Press Gaggle by Principal Deputy Press Secretary Eric Schultz
Aboard Air Force One
En Route Jacksonville, Florida
1:35 P.M. EDT
MR. SCHULTZ: One quick scheduling announcement. I wanted to make sure you saw that the President and the First Lady will join Secretary Clinton and President Clinton in Philadelphia Monday night for a campaign and get-out-the-vote rally. The President and First Lady are both looking forward to that event.
But with that, I'm happy to take your questions.
Q: Since we're talking about next week, can you give us a sense of how soon after the election the President would hope or expect to meet with the President-elect?
MR. SCHULTZ: Darlene, as you know, the President is committed to a peaceful transition of power, and that actually involves a lot of work that's been going on for years. The President directed his team to make this a significant priority. He remembers vividly that, in 2008, President George W. Bush's team worked hard to make sure that the transition to the Obama administration was a seamless one, and he wants to do the same for his successor. So that work continues in earnest.
In terms of any meeting between President Obama and the President-elect, I don't think that's on the schedule yet, but we'll let you know when that changes.

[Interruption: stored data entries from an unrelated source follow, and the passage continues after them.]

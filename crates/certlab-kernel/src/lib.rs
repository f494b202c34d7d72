#![doc = include_str!("../README.md")]

//! Minimal trusted kernel for certlab instances and certificates.
//!
//! This crate owns the on-disk record shapes, their canonical digests and the
//! certificate checker. It is kept free of I/O so that it can be audited
//! independently of the generator and the store.

pub mod certificate;
pub mod claims;
pub mod graph;
pub mod instance;
pub mod verify;

pub use certificate::{Certificate, CertificateMetadata, ClaimType, CERTIFICATE_FORMAT_VERSION};
pub use graph::Graph;
pub use instance::{GeneratorInfo, Instance, InstanceId, Payload, INSTANCE_FORMAT_VERSION};
pub use verify::{check, verify, verify_at, Verdict, VerificationResult, VerifyError};

use chrono::{DateTime, SecondsFormat, Utc};
use sha2::{Digest, Sha256};
use thiserror::Error;

/// Errors raised while decoding or validating stored records.
#[derive(Debug, Error)]
pub enum KernelError {
    #[error("Invalid record JSON: {0}")]
    Json(#[from] serde_json::Error),
    #[error("Unsupported {record} format version {found} (expected exactly {expected})")]
    UnsupportedFormatVersion {
        record: &'static str,
        found: u64,
        expected: u32,
    },
    #[error("Invalid instance id '{0}': ids use [A-Za-z0-9._-] and must not start with '.'")]
    InvalidId(String),
    #[error("Corrupt instance '{id}': {reason}")]
    CorruptInstance { id: String, reason: String },
}

/// Compute a lowercase hexadecimal SHA-256 digest for raw bytes.
///
/// # Parameters
/// - `bytes`: Input payload.
///
/// # Returns
/// 64-character lowercase hex digest.
pub fn sha256_hex_bytes(bytes: &[u8]) -> String {
    hex_digest(Sha256::digest(bytes).as_slice())
}

pub(crate) fn hex_digest(digest: &[u8]) -> String {
    let mut out = String::with_capacity(digest.len() * 2);
    for byte in digest {
        out.push_str(&format!("{byte:02x}"));
    }
    out
}

/// Render a UTC timestamp the way every certlab record stores it
/// (RFC 3339, whole seconds, `Z` suffix).
pub fn format_timestamp(at: DateTime<Utc>) -> String {
    at.to_rfc3339_opts(SecondsFormat::Secs, true)
}

/// Parse an RFC 3339 timestamp into UTC.
pub fn parse_timestamp(raw: &str) -> Option<DateTime<Utc>> {
    DateTime::parse_from_rfc3339(raw)
        .ok()
        .map(|at| at.with_timezone(&Utc))
}

/// Read the `format_version` field of a raw record without committing to a
/// schema, so that records from a newer format are rejected instead of being
/// misread.
pub(crate) fn peek_format_version(value: &serde_json::Value) -> Option<u64> {
    value.get("format_version").and_then(serde_json::Value::as_u64)
}

#[cfg(test)]
mod tests {
    use super::*;
    use chrono::TimeZone;

    #[test]
    fn sha256_of_empty_input_matches_known_vector() {
        assert_eq!(
            sha256_hex_bytes(b""),
            "e3b0c44298fc1c149afbf4c8996fb92427ae41e4649b934ca495991b7852b855"
        );
    }

    #[test]
    fn timestamps_render_with_whole_seconds_and_z_suffix() {
        let at = Utc.with_ymd_and_hms(2024, 2, 29, 13, 5, 9).unwrap();
        assert_eq!(format_timestamp(at), "2024-02-29T13:05:09Z");
        assert_eq!(parse_timestamp("2024-02-29T13:05:09Z"), Some(at));
    }

    #[test]
    fn parse_timestamp_normalizes_offsets_to_utc() {
        let parsed = parse_timestamp("2024-03-01T01:00:00+02:00").expect("valid rfc3339");
        assert_eq!(format_timestamp(parsed), "2024-02-29T23:00:00Z");
        assert!(parse_timestamp("yesterday").is_none());
    }
}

Q: What about the President going before the American people to offer his analysis of the election results? Would that be next week, some point also? Could we expect that next week?
MR. SCHULTZ: Darlene, somehow I don't think there will be any shortage of analysis on this race. I do expect the President to offer his views on the election results, but I don't have anything to preview at this time.
Q: Eric, I understand we have some members of Congress onboard. Can you tell us who they are?
MR. SCHULTZ: Sure, Gregory. Senator Bill Nelson and Congressman Patrick Murphy are both on this flight. They are joining us from Miami to Jacksonville, and will not be joining us to Washington.
Q: Can you talk about the President's -- the energy at these events in the final days? He seems to be -- the President seems to be in full campaign mode. Can you compare this to 2008? He seems to be relishing this opportunity to get on the campaign trail.
MR. SCHULTZ: I do think you've heard him say that he's got one last campaign in him, and this is it. 2008 -- it's difficult to compare the circumstances. 2008 was a different time for the country, but obviously it was a different race because he was on the ballot.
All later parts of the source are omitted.